### WHAT YOU ARE ASKED TO DO:
In the entries below, every line with the string "parent" is to be reported.

Items from a dataset:
//! 에러 타입 — 도메인별 에러 정의

/// logroute 최상위 에러 타입
#[derive(Debug, thiserror::Error)]
pub enum LogrouteError {
    /// 데몬 설정 관련 에러
    #[error("settings error: {0}")]
    Settings(#[from] SettingsError),

    /// 라우팅 테이블 구성 에러
    #[error("table error: {0}")]
    Table(#[from] TableError),

    /// I/O 에러
    #[error("io error: {0}")]
    Io(#[from] std::io::Error),
}

/// 데몬 설정 관련 에러
#[derive(Debug, thiserror::Error)]
pub enum SettingsError {
    /// 설정 파일을 찾을 수 없음
    #[error("settings file not found: {path}")]
    FileNotFound { path: String },

    /// 설정 파싱 실패
    #[error("failed to parse settings: {reason}")]
    ParseFailed { reason: String },

    /// 유효하지 않은 설정 값
    #[error("invalid settings value for '{field}': {reason}")]
    InvalidValue { field: String, reason: String },
}

/// 라우팅 테이블 구성 에러
///
/// 설정 파일 로딩이 실패하면 `logroute-routing`의 도메인 에러가
/// 이 타입으로 변환되어 상위 레이어로 전파됩니다.
#[derive(Debug, thiserror::Error)]
pub enum TableError {
    /// 테이블 로딩 실패
    #[error("table load failed: {0}")]
    LoadFailed(String),
}

#[cfg(test)]
mod tests {
    use super::*;

    #[test]
    fn settings_error_display() {
        let err = LogrouteError::Settings(SettingsError::InvalidValue {
            field: "general.log_level".to_owned(),
            reason: "must be one of: trace, debug, info, warn, error".to_owned(),
        });
        let msg = err.to_string();
        assert!(msg.contains("log_level"));
        assert!(msg.contains("trace"));
    }

    #[test]
    fn table_error_display() {
        let err = LogrouteError::Table(TableError::LoadFailed(
            "unknown output 'errlog'".to_owned(),
        ));
        assert!(err.to_string().contains("errlog"));
    }

    #[test]
    fn io_error_converts() {
        let io = std::io::Error::new(std::io::ErrorKind::NotFound, "gone");
        let err: LogrouteError = io.into();
        assert!(matches!(err, LogrouteError::Io(_)));
    }
}
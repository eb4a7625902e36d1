//! 도메인 타입 — syslog 스타일 분류 체계와 로그 레코드
//!
//! 라우팅 규칙과 링 버퍼가 공유하는 데이터 구조를 정의합니다.
//! facility/level 코드 값은 syslog 규약을 그대로 따릅니다.

use std::fmt;
use std::time::SystemTime;

use serde::{Deserialize, Serialize};

/// syslog 심각도 레벨
///
/// 코드 값이 낮을수록 더 심각합니다 (`Emergency` = 0, `Debug` = 7).
/// `Ord` 구현으로 심각도 비교가 가능합니다 (`Emergency < Debug`).
#[derive(
    Debug, Clone, Copy, PartialEq, Eq, PartialOrd, Ord, Hash, Serialize, Deserialize,
)]
#[serde(rename_all = "lowercase")]
pub enum LogLevel {
    /// 시스템 사용 불가
    Emergency = 0,
    /// 즉시 조치 필요
    Alert = 1,
    /// 치명적 상태
    Critical = 2,
    /// 에러
    Error = 3,
    /// 경고
    Warning = 4,
    /// 정상이지만 주목할 상태
    Notice = 5,
    /// 정보성
    Info = 6,
    /// 디버그
    Debug = 7,
}

impl LogLevel {
    /// 설정 파일에서 사용하는 레벨 이름으로 파싱합니다.
    ///
    /// 대소문자를 구분하지 않습니다. 알 수 없는 이름은 `None`입니다.
    pub fn from_name(s: &str) -> Option<Self> {
        match s.to_ascii_lowercase().as_str() {
            "emerg" => Some(Self::Emergency),
            "alert" => Some(Self::Alert),
            "crit" => Some(Self::Critical),
            "err" => Some(Self::Error),
            "warning" => Some(Self::Warning),
            "notice" => Some(Self::Notice),
            "info" => Some(Self::Info),
            "debug" => Some(Self::Debug),
            _ => None,
        }
    }

    /// syslog 숫자 코드를 반환합니다.
    pub fn code(self) -> u8 {
        self as u8
    }

    /// syslog 숫자 코드에서 레벨을 복원합니다.
    pub fn from_code(code: u8) -> Option<Self> {
        match code {
            0 => Some(Self::Emergency),
            1 => Some(Self::Alert),
            2 => Some(Self::Critical),
            3 => Some(Self::Error),
            4 => Some(Self::Warning),
            5 => Some(Self::Notice),
            6 => Some(Self::Info),
            7 => Some(Self::Debug),
            _ => None,
        }
    }

    /// 설정 파일 표기용 이름을 반환합니다.
    pub fn name(self) -> &'static str {
        match self {
            Self::Emergency => "emerg",
            Self::Alert => "alert",
            Self::Critical => "crit",
            Self::Error => "err",
            Self::Warning => "warning",
            Self::Notice => "notice",
            Self::Info => "info",
            Self::Debug => "debug",
        }
    }
}

impl fmt::Display for LogLevel {
    fn fmt(&self, f: &mut fmt::Formatter<'_>) -> fmt::Result {
        f.write_str(self.name())
    }
}

/// syslog facility
///
/// 로그 레코드를 발생시킨 서브시스템 분류입니다.
/// 코드 12~15 (ntp, security, console, solaris-cron)는
/// 설정 파일 어휘에 포함되지 않으므로 정의하지 않습니다.
#[derive(
    Debug, Clone, Copy, PartialEq, Eq, PartialOrd, Ord, Hash, Serialize, Deserialize,
)]
#[serde(rename_all = "lowercase")]
pub enum Facility {
    /// 커널 메시지
    Kern = 0,
    /// 사용자 프로세스
    User = 1,
    /// 메일 시스템
    Mail = 2,
    /// 시스템 데몬
    Daemon = 3,
    /// 인증
    Auth = 4,
    /// syslog 내부
    Syslog = 5,
    /// 프린터
    Lpr = 6,
    /// 뉴스
    News = 7,
    /// UUCP
    Uucp = 8,
    /// cron
    Cron = 9,
    /// 비공개 인증
    Authpriv = 10,
    /// FTP
    Ftp = 11,
    /// 로컬 0
    Local0 = 16,
    /// 로컬 1
    Local1 = 17,
    /// 로컬 2
    Local2 = 18,
    /// 로컬 3
    Local3 = 19,
    /// 로컬 4
    Local4 = 20,
    /// 로컬 5
    Local5 = 21,
    /// 로컬 6
    Local6 = 22,
    /// 로컬 7
    Local7 = 23,
}

impl Facility {
    /// 설정 파일에서 사용하는 facility 이름으로 파싱합니다.
    ///
    /// 대소문자를 구분하지 않습니다. 알 수 없는 이름은 `None`입니다.
    pub fn from_name(s: &str) -> Option<Self> {
        match s.to_ascii_lowercase().as_str() {
            "kern" => Some(Self::Kern),
            "user" => Some(Self::User),
            "mail" => Some(Self::Mail),
            "daemon" => Some(Self::Daemon),
            "auth" => Some(Self::Auth),
            "syslog" => Some(Self::Syslog),
            "lpr" => Some(Self::Lpr),
            "news" => Some(Self::News),
            "uucp" => Some(Self::Uucp),
            "cron" => Some(Self::Cron),
            "authpriv" => Some(Self::Authpriv),
            "ftp" => Some(Self::Ftp),
            "local0" => Some(Self::Local0),
            "local1" => Some(Self::Local1),
            "local2" => Some(Self::Local2),
            "local3" => Some(Self::Local3),
            "local4" => Some(Self::Local4),
            "local5" => Some(Self::Local5),
            "local6" => Some(Self::Local6),
            "local7" => Some(Self::Local7),
            _ => None,
        }
    }

    /// syslog 숫자 코드를 반환합니다.
    pub fn code(self) -> u8 {
        self as u8
    }

    /// syslog 숫자 코드에서 facility를 복원합니다.
    pub fn from_code(code: u8) -> Option<Self> {
        match code {
            0 => Some(Self::Kern),
            1 => Some(Self::User),
            2 => Some(Self::Mail),
            3 => Some(Self::Daemon),
            4 => Some(Self::Auth),
            5 => Some(Self::Syslog),
            6 => Some(Self::Lpr),
            7 => Some(Self::News),
            8 => Some(Self::Uucp),
            9 => Some(Self::Cron),
            10 => Some(Self::Authpriv),
            11 => Some(Self::Ftp),
            16 => Some(Self::Local0),
            17 => Some(Self::Local1),
            18 => Some(Self::Local2),
            19 => Some(Self::Local3),
            20 => Some(Self::Local4),
            21 => Some(Self::Local5),
            22 => Some(Self::Local6),
            23 => Some(Self::Local7),
            _ => None,
        }
    }

    /// 설정 파일 표기용 이름을 반환합니다.
    pub fn name(self) -> &'static str {
        match self {
            Self::Kern => "kern",
            Self::User => "user",
            Self::Mail => "mail",
            Self::Daemon => "daemon",
            Self::Auth => "auth",
            Self::Syslog => "syslog",
            Self::Lpr => "lpr",
            Self::News => "news",
            Self::Uucp => "uucp",
            Self::Cron => "cron",
            Self::Authpriv => "authpriv",
            Self::Ftp => "ftp",
            Self::Local0 => "local0",
            Self::Local1 => "local1",
            Self::Local2 => "local2",
            Self::Local3 => "local3",
            Self::Local4 => "local4",
            Self::Local5 => "local5",
            Self::Local6 => "local6",
            Self::Local7 => "local7",
        }
    }
}

impl fmt::Display for Facility {
    fn fmt(&self, f: &mut fmt::Formatter<'_>) -> fmt::Result {
        f.write_str(self.name())
    }
}

/// 로그 레코드
///
/// 라우팅 테이블이 출력 대상을 결정할 때 참조하는 단위입니다.
/// 수신/파싱 계층은 이 크레이트 범위 밖이며, 레코드는 이미
/// facility/level/program이 분리된 상태로 전달됩니다.
#[derive(Debug, Clone, Serialize, Deserialize)]
pub struct LogRecord {
    /// 발생 서브시스템
    pub facility: Facility,
    /// 심각도
    pub level: LogLevel,
    /// 발생 프로그램명 (비어 있을 수 있음)
    pub program: String,
    /// 로그 메시지
    pub message: String,
    /// 발생 시각
    pub timestamp: SystemTime,
}

impl LogRecord {
    /// 새 레코드를 생성합니다. 시각은 호출 시점으로 설정됩니다.
    pub fn new(
        facility: Facility,
        level: LogLevel,
        program: impl Into<String>,
        message: impl Into<String>,
    ) -> Self {
        Self {
            facility,
            level,
            program: program.into(),
            message: message.into(),
            timestamp: SystemTime::now(),
        }
    }

    /// syslog PRI 값을 반환합니다 (`facility * 8 + level`).
    pub fn pri(&self) -> u8 {
        self.facility.code() * 8 + self.level.code()
    }
}

impl fmt::Display for LogRecord {
    fn fmt(&self, f: &mut fmt::Formatter<'_>) -> fmt::Result {
        write!(
            f,
            "[{}.{}] {}: {}",
            self.facility, self.level, self.program, self.message,
        )
    }
}
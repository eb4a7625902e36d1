//! Process-exclusivity lock backed by a PID file.
//!
//! Prevents two daemon instances from managing the same routing table.
//! The lock is an atomically created PID file: creation fails if the file
//! already exists, and the file is removed when the lock is released or
//! dropped. A stale file left by a crashed instance must be removed
//! manually before the daemon can start again.

use std::fs::{self, OpenOptions};
use std::io::{self, ErrorKind, Write};
use std::path::{Path, PathBuf};

/// Held process lock. Removing it releases the lock.
#[derive(Debug)]
pub struct ProcessLock {
    path: PathBuf,
    released: bool,
}

impl ProcessLock {
    /// Acquire the process lock by creating the PID file.
    ///
    /// # Security
    ///
    /// - Uses `create_new(true)` to atomically create the file (prevents
    ///   TOCTOU races)
    /// - Verifies the created file is a regular file (prevents symlink
    ///   attacks)
    /// - Creates the parent directory with restrictive permissions (0o700)
    ///   and the PID file with 0o600
    ///
    /// # Errors
    ///
    /// Returns an error if the PID file already exists or cannot be written.
    pub fn acquire(path: &Path) -> io::Result<Self> {
        if let Some(parent) = path.parent() {
            #[cfg(unix)]
            {
                use std::os::unix::fs::DirBuilderExt;
                let mut builder = fs::DirBuilder::new();
                builder.mode(0o700).recursive(true);
                builder.create(parent)?;
            }
            #[cfg(not(unix))]
            {
                fs::create_dir_all(parent)?;
            }
        }

        let pid = std::process::id();

        let mut file = match OpenOptions::new().write(true).create_new(true).open(path) {
            Ok(f) => f,
            Err(e) if e.kind() == ErrorKind::AlreadyExists => {
                let existing_pid =
                    fs::read_to_string(path).unwrap_or_else(|_| "unknown".to_owned());
                return Err(io::Error::new(
                    ErrorKind::AlreadyExists,
                    format!(
                        "PID file {} already exists with PID: {}. Is another instance running?",
                        path.display(),
                        existing_pid.trim()
                    ),
                ));
            }
            Err(e) => return Err(e),
        };

        let metadata = file.metadata()?;
        if !metadata.is_file() {
            let _ = fs::remove_file(path);
            return Err(io::Error::other(format!(
                "PID file {} is not a regular file (possible symlink attack)",
                path.display()
            )));
        }

        #[cfg(unix)]
        {
            use std::os::unix::fs::PermissionsExt;
            let permissions = fs::Permissions::from_mode(0o600);
            file.set_permissions(permissions)?;
        }

        writeln!(file, "{}", pid)?;

        tracing::info!(pid = pid, path = %path.display(), "process lock acquired");
        Ok(Self {
            path: path.to_path_buf(),
            released: false,
        })
    }

    /// Path of the PID file backing this lock.
    pub fn path(&self) -> &Path {
        &self.path
    }

    /// Release the lock and remove the PID file.
    ///
    /// Logs a warning but does not fail if the file cannot be removed.
    pub fn release(mut self) {
        self.remove_file();
        self.released = true;
    }

    fn remove_file(&self) {
        if let Err(e) = fs::remove_file(&self.path) {
            tracing::warn!(
                path = %self.path.display(),
                error = %e,
                "failed to remove PID file"
            );
        } else {
            tracing::info!(path = %self.path.display(), "process lock released");
        }
    }
}

impl Drop for ProcessLock {
    fn drop(&mut self) {
        if !self.released {
            self.remove_file();
            self.released = true;
        }
    }
}
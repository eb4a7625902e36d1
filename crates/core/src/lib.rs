#![doc = include_str!("../README.md")]

pub mod error;
pub mod metrics;
pub mod settings;
pub mod types;

// --- 주요 타입 re-export ---
// 각 모듈의 핵심 타입을 크레이트 루트에서 바로 사용할 수 있도록 합니다.

// 에러
pub use error::{LogrouteError, SettingsError, TableError};

// 설정
pub use settings::Settings;

// 도메인 타입
pub use types::{Facility, LogLevel, LogRecord};
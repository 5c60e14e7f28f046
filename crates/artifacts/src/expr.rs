//! Elaborated expression trees.

use std::sync::Arc;

/// A literal value embedded in an expression.
#[derive(Debug, Clone, PartialEq, Eq)]
pub enum Literal {
	/// Unsigned numeric literal.
	Nat(u64),
	/// String literal.
	Str(String),
}

/// An elaborated expression.
///
/// Subtrees are shared: elaboration output reuses nodes heavily, which is
/// one of the reasons these trees pass over the RPC boundary by reference
/// rather than by value.
#[derive(Debug, Clone, PartialEq, Eq)]
pub enum Expr {
	/// Bound variable, as a de Bruijn index.
	BVar(u32),
	/// Free variable referring to a declaration in scope.
	FVar(String),
	/// Global constant.
	Const(String),
	/// Function application.
	App(Arc<Expr>, Arc<Expr>),
	/// Anonymous function.
	Lambda {
		/// Display name of the bound variable.
		binder: String,
		/// Body, with the binder as de Bruijn index 0.
		body: Arc<Expr>,
	},
	/// Literal value.
	Lit(Literal),
}

impl Expr {
	/// Applies `f` to `arg`.
	#[must_use]
	pub fn app(f: Expr, arg: Expr) -> Self {
		Self::App(Arc::new(f), Arc::new(arg))
	}

	/// A lambda binding `binder` over `body`.
	#[must_use]
	pub fn lambda(binder: impl Into<String>, body: Expr) -> Self {
		Self::Lambda {
			binder: binder.into(),
			body: Arc::new(body),
		}
	}
}
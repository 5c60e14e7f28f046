//! Reference registrations for the artifact types.
//!
//! Each artifact crosses the RPC boundary by reference: the value stays in
//! the session's store and the client holds a token. Registering a type is
//! one impl block with its qualified dotted name; the names must stay
//! pairwise distinct, since the store tells types apart by tag alone.

use opal_rpc_ref::RpcPayload;

use crate::elab::{ElabContext, ElabInfo};
use crate::expr::Expr;
use crate::lctx::LocalContext;
use crate::message::MessageTree;

impl RpcPayload for Expr {
	const TYPE_TAG: &'static str = "Opal.Expr";
}

impl RpcPayload for LocalContext {
	const TYPE_TAG: &'static str = "Opal.LocalContext";
}

impl RpcPayload for ElabContext {
	const TYPE_TAG: &'static str = "Opal.Elab.Context";
}

impl RpcPayload for ElabInfo {
	const TYPE_TAG: &'static str = "Opal.Elab.Info";
}

impl RpcPayload for MessageTree {
	const TYPE_TAG: &'static str = "Opal.MessageTree";
}

#[cfg(test)]
mod tests {
	use std::collections::HashSet;
	use std::sync::Arc;

	use opal_rpc_ref::{Error, RefStore, RpcRef};

	use super::*;

	#[test]
	fn registered_tags_are_pairwise_distinct() {
		let tags = [
			Expr::TYPE_TAG,
			LocalContext::TYPE_TAG,
			ElabContext::TYPE_TAG,
			ElabInfo::TYPE_TAG,
			MessageTree::TYPE_TAG,
		];
		let unique: HashSet<&str> = tags.into_iter().collect();
		assert_eq!(unique.len(), tags.len());
	}

	#[test]
	fn artifacts_round_trip_through_the_store() {
		let store = RefStore::new();
		let expr = Arc::new(Expr::Const("Nat.succ".to_owned()));
		let message = Arc::new(MessageTree::text("unsolved goals"));

		let expr_ref = RpcRef::encode(&store, Arc::clone(&expr));
		let message_ref = RpcRef::encode(&store, Arc::clone(&message));
		assert_ne!(expr_ref.token().handle, message_ref.token().handle);

		assert!(Arc::ptr_eq(&expr_ref.decode(&store).unwrap(), &expr));
		assert!(Arc::ptr_eq(&message_ref.decode(&store).unwrap(), &message));
	}

	#[test]
	fn an_expr_reference_does_not_decode_as_a_message() {
		let store = RefStore::new();
		let expr_ref = RpcRef::encode(&store, Arc::new(Expr::BVar(0)));

		let as_message: RpcRef<MessageTree> = RpcRef::from_token(expr_ref.token().clone());
		assert!(matches!(
			as_message.decode(&store),
			Err(Error::TypeMismatch { .. })
		));
		// The mismatch does not invalidate the entry.
		assert!(expr_ref.decode(&store).is_ok());
	}

	#[test]
	fn reset_invalidates_artifact_references() {
		let store = RefStore::new();
		let lctx_ref = RpcRef::encode(&store, Arc::new(LocalContext::new()));

		store.reset();
		assert_eq!(
			lctx_ref.decode(&store).err(),
			Some(Error::UnknownHandle {
				handle: lctx_ref.token().handle
			})
		);
	}
}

### RESPONSE TO THE EXERCISE:
    /// - Creates the parent directory with restrictive permissions (0o700)
        if let Some(parent) = path.parent() {
                builder.create(parent)?;
                fs::create_dir_all(parent)?;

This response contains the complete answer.